Task goal: The answer must consist of each line of the records below that contains the string "username".
── Material for the task
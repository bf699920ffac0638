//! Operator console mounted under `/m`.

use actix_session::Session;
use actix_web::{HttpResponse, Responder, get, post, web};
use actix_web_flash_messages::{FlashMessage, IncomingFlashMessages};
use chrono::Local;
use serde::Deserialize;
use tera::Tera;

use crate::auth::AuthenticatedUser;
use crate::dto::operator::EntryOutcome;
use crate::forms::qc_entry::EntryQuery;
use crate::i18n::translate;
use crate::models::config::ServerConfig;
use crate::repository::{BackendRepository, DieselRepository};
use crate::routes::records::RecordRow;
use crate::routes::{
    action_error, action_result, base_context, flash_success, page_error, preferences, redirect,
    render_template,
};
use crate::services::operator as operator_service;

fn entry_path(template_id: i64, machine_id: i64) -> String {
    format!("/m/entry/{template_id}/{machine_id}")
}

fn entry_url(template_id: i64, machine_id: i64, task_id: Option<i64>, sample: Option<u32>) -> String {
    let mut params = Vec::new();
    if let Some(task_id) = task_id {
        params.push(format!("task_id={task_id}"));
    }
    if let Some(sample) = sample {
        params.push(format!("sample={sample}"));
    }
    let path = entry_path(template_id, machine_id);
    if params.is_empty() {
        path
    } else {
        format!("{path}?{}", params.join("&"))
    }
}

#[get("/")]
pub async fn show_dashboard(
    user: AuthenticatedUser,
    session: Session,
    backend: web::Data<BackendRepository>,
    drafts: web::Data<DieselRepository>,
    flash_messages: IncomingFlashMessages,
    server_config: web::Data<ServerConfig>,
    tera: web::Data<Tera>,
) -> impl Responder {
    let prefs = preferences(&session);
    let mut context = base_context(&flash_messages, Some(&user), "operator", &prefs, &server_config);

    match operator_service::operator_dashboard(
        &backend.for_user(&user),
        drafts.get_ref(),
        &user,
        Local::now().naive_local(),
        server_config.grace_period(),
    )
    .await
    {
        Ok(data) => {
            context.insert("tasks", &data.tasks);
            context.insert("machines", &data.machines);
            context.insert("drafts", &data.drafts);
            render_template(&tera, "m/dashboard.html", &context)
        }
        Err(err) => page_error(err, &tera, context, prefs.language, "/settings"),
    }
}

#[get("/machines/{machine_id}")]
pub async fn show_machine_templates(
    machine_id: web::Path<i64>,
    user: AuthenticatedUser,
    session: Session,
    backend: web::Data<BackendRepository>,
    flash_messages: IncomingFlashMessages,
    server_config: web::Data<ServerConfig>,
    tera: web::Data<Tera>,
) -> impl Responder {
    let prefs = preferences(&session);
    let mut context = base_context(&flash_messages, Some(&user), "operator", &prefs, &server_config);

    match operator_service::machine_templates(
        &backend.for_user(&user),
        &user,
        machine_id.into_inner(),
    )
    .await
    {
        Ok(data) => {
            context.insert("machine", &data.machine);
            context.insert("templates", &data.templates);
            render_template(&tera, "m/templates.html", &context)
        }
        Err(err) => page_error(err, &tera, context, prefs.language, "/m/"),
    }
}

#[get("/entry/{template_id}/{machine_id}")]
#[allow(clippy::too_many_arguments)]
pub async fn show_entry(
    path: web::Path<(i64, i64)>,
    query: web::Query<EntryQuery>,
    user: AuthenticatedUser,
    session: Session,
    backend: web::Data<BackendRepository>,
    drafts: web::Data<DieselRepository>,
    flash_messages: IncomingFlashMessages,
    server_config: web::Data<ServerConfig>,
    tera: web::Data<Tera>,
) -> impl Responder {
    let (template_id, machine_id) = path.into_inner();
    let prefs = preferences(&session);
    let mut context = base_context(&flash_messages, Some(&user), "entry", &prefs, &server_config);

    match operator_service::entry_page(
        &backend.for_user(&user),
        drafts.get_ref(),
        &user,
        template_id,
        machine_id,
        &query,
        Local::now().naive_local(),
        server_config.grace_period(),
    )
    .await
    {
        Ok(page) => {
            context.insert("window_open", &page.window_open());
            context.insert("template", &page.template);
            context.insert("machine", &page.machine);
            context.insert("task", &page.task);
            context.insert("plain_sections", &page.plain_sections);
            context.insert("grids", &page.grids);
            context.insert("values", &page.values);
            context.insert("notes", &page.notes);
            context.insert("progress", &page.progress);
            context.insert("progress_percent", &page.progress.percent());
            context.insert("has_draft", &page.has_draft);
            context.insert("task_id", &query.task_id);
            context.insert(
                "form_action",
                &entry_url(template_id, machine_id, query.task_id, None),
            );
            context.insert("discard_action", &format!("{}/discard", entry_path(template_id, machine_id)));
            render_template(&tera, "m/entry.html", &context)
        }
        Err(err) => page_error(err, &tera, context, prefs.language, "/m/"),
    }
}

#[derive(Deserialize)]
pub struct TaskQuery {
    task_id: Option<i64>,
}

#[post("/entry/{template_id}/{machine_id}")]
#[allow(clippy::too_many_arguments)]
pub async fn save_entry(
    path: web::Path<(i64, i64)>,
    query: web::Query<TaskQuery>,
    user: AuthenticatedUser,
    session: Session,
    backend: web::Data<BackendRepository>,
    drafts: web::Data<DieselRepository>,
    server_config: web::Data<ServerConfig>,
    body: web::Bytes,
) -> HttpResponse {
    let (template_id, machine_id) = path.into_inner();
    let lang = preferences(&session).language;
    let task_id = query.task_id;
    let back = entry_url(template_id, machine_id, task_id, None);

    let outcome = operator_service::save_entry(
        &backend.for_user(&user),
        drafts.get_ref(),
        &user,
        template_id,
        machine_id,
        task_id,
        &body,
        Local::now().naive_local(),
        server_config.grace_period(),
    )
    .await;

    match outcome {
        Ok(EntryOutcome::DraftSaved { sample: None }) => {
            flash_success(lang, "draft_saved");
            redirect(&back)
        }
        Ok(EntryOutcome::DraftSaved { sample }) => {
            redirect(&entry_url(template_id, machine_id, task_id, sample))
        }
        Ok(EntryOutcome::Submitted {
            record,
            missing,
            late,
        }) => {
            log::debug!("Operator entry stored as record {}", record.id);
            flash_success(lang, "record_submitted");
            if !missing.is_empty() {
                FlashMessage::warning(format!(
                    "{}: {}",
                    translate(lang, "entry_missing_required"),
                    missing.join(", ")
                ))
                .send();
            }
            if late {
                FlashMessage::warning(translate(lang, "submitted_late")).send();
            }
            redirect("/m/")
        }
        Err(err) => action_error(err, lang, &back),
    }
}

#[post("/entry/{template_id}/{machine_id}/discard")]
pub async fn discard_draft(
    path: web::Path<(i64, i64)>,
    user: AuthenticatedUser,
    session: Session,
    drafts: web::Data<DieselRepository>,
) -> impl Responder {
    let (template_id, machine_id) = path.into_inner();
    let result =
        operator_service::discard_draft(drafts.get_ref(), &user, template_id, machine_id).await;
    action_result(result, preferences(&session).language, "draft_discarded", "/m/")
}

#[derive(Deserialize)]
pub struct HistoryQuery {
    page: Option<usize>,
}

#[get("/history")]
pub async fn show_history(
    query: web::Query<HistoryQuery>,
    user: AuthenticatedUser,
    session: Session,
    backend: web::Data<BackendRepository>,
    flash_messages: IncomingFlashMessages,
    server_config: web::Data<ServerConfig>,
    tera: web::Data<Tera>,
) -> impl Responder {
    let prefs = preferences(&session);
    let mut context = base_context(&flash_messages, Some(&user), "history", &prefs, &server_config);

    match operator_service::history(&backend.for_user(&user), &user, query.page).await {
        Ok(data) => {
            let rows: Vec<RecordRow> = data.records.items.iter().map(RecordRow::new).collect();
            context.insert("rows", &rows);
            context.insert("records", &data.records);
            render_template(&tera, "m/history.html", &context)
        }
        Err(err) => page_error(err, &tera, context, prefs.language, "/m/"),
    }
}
────
── Material for the task
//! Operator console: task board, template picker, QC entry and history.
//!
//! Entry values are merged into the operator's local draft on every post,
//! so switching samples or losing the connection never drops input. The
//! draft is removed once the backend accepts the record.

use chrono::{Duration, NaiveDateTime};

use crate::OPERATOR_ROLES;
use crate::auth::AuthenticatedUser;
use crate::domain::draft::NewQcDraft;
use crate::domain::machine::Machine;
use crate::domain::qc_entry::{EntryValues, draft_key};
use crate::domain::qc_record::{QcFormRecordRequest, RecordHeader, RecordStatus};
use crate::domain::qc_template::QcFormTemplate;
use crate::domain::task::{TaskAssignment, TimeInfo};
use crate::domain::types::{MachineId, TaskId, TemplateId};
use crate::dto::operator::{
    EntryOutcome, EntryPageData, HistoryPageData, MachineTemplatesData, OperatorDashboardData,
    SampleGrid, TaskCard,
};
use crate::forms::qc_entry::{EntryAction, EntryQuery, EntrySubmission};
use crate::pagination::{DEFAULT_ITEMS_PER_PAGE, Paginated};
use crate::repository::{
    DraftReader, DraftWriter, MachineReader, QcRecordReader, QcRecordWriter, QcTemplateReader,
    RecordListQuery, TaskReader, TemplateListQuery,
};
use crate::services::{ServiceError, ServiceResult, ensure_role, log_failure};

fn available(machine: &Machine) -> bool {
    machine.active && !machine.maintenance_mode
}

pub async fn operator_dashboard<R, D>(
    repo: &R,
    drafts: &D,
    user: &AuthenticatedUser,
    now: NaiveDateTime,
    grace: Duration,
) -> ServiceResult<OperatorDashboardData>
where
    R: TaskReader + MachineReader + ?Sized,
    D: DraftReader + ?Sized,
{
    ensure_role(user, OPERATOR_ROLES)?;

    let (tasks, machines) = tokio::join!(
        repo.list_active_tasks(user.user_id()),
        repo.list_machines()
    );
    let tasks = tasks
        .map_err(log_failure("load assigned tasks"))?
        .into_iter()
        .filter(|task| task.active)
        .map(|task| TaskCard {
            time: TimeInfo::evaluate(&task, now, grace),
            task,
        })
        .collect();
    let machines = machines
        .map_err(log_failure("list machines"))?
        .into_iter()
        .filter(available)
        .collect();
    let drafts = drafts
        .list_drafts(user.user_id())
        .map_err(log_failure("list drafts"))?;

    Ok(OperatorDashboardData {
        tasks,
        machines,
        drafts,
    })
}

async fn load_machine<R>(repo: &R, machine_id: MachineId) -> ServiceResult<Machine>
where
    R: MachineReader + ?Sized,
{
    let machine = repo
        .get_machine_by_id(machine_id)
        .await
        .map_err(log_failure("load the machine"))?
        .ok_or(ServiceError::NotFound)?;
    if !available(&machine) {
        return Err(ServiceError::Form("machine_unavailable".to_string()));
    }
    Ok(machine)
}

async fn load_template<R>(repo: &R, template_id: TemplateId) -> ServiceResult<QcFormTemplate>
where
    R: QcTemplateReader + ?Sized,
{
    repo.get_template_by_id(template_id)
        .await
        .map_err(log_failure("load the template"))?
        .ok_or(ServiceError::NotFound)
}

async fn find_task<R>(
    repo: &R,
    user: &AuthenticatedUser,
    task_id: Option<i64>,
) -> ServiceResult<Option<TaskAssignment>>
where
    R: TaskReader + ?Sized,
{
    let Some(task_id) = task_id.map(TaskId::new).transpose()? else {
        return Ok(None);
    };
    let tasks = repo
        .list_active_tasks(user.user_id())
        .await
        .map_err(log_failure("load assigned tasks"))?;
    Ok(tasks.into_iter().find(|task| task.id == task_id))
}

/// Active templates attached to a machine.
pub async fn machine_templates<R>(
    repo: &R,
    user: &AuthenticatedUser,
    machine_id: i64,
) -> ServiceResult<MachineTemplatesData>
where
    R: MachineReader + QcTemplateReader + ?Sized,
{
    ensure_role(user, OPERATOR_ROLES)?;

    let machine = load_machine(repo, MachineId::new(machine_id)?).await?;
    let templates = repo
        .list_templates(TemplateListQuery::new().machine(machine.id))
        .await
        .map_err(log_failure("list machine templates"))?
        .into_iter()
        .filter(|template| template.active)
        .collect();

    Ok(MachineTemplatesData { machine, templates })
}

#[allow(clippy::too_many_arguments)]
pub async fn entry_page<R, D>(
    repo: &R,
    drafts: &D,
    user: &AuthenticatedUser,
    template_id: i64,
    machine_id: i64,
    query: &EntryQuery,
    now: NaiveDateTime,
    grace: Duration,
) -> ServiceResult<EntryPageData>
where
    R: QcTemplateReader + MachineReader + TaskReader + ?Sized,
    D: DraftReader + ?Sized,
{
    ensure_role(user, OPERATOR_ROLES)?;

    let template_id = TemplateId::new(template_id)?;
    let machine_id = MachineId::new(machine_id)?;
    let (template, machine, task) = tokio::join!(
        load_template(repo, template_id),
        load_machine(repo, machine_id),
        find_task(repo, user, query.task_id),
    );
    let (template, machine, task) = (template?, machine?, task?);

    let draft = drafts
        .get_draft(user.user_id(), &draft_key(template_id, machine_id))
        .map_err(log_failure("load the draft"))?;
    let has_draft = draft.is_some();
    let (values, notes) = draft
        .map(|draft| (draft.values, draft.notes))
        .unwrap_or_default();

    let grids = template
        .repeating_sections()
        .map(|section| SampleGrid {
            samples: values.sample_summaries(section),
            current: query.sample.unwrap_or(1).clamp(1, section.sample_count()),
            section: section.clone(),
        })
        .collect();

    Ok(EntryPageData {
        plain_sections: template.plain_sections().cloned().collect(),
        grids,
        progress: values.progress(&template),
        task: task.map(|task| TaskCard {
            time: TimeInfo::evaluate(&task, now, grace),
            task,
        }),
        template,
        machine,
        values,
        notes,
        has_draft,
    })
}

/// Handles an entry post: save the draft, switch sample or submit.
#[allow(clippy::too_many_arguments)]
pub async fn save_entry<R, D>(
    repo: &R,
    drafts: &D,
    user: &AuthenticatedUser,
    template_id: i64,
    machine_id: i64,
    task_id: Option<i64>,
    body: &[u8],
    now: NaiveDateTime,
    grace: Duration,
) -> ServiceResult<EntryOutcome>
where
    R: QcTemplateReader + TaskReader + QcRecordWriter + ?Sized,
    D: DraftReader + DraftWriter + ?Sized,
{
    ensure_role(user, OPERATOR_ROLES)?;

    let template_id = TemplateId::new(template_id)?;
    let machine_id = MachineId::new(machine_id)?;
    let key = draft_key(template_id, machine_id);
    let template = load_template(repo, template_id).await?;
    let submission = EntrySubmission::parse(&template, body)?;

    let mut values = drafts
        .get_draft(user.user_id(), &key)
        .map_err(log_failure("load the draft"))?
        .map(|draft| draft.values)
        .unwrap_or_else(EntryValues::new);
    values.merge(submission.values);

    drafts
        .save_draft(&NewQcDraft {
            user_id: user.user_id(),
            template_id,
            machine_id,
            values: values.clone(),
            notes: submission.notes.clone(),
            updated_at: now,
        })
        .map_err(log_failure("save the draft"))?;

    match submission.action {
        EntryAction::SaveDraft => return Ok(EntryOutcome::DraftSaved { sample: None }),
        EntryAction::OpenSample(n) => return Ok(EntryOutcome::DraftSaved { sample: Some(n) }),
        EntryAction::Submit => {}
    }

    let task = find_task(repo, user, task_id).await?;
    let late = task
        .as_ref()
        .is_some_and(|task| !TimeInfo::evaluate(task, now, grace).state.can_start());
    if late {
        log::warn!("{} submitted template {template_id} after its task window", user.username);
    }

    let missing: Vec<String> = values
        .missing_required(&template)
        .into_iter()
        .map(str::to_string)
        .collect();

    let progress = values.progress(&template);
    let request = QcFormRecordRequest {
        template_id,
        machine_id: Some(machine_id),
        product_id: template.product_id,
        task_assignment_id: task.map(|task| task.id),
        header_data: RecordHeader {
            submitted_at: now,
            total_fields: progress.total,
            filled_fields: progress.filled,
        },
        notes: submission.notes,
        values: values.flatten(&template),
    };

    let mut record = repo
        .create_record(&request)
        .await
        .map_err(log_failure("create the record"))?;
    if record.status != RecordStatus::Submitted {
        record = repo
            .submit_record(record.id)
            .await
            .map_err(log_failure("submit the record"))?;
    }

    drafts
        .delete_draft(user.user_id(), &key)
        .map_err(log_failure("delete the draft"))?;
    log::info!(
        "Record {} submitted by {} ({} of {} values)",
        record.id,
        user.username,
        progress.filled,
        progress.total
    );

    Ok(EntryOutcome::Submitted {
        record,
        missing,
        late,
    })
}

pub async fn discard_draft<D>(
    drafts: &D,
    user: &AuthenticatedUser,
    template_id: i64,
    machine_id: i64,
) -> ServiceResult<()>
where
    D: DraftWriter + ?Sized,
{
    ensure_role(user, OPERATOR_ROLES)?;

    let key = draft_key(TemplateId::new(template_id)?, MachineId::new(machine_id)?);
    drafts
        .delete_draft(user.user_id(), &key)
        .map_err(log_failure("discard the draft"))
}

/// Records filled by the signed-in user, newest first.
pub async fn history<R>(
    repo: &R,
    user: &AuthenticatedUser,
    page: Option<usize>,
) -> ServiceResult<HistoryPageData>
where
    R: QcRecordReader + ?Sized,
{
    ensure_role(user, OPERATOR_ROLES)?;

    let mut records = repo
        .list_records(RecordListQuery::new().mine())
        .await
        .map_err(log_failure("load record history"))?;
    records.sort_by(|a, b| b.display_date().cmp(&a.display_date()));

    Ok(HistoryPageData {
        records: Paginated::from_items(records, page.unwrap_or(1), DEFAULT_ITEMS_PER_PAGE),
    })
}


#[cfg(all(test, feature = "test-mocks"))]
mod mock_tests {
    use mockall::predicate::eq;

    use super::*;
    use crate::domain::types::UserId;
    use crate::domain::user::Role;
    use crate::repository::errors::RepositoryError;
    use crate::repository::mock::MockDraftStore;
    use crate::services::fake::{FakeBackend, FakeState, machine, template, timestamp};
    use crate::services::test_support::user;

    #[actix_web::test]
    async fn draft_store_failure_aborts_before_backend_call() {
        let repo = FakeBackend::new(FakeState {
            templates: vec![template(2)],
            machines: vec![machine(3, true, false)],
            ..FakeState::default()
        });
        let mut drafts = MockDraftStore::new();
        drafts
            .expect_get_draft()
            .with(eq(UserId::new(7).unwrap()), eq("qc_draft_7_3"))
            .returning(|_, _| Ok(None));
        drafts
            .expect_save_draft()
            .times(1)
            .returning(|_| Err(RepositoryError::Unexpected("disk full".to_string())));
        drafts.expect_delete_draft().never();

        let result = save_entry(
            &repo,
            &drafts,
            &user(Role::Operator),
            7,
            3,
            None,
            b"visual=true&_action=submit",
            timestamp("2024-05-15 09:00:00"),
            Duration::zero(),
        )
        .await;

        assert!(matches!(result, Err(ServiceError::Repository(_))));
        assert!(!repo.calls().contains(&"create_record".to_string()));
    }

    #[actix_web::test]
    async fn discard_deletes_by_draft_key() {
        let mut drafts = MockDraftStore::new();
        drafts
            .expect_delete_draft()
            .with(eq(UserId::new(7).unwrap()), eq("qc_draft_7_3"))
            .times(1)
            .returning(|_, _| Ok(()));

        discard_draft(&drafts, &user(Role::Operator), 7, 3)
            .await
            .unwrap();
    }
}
────
── Material for the task
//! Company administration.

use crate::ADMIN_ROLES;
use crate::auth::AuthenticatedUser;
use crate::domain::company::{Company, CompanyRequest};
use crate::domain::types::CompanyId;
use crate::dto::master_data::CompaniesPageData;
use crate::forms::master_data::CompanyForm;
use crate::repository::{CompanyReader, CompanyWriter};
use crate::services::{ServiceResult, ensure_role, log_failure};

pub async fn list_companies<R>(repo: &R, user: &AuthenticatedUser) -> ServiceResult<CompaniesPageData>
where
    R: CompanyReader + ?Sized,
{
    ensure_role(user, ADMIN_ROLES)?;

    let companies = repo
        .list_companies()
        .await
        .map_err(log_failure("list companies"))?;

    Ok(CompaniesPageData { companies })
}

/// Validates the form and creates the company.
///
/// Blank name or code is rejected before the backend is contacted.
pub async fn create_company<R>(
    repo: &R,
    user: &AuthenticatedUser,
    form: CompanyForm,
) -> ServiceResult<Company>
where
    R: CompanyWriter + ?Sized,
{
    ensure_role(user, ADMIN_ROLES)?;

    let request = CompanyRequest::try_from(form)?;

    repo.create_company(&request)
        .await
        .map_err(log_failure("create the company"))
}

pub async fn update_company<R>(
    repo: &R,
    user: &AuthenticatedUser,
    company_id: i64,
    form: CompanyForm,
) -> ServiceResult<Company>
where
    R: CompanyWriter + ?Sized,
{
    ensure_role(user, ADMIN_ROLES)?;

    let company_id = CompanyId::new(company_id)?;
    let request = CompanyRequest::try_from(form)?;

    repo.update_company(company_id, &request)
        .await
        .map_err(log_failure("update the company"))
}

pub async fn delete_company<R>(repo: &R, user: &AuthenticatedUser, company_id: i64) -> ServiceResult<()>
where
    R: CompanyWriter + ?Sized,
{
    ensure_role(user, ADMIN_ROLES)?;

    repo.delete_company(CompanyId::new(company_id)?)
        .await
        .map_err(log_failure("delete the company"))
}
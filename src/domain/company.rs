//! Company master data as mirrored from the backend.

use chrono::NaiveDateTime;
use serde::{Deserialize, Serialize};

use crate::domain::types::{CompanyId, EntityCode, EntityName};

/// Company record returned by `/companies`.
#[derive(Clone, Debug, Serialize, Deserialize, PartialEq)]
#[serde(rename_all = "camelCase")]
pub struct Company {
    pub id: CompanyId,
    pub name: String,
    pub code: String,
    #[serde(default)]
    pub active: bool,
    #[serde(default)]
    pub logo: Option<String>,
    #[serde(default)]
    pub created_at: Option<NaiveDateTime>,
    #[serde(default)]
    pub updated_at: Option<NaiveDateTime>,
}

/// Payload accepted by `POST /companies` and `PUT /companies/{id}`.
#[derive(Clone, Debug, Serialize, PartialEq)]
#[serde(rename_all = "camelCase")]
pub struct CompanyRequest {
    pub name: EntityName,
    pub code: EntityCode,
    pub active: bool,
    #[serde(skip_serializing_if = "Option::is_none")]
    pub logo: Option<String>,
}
────
Answer to the exercise:
        log::warn!("{} submitted template {template_id} after its task window", user.username);
        user.username,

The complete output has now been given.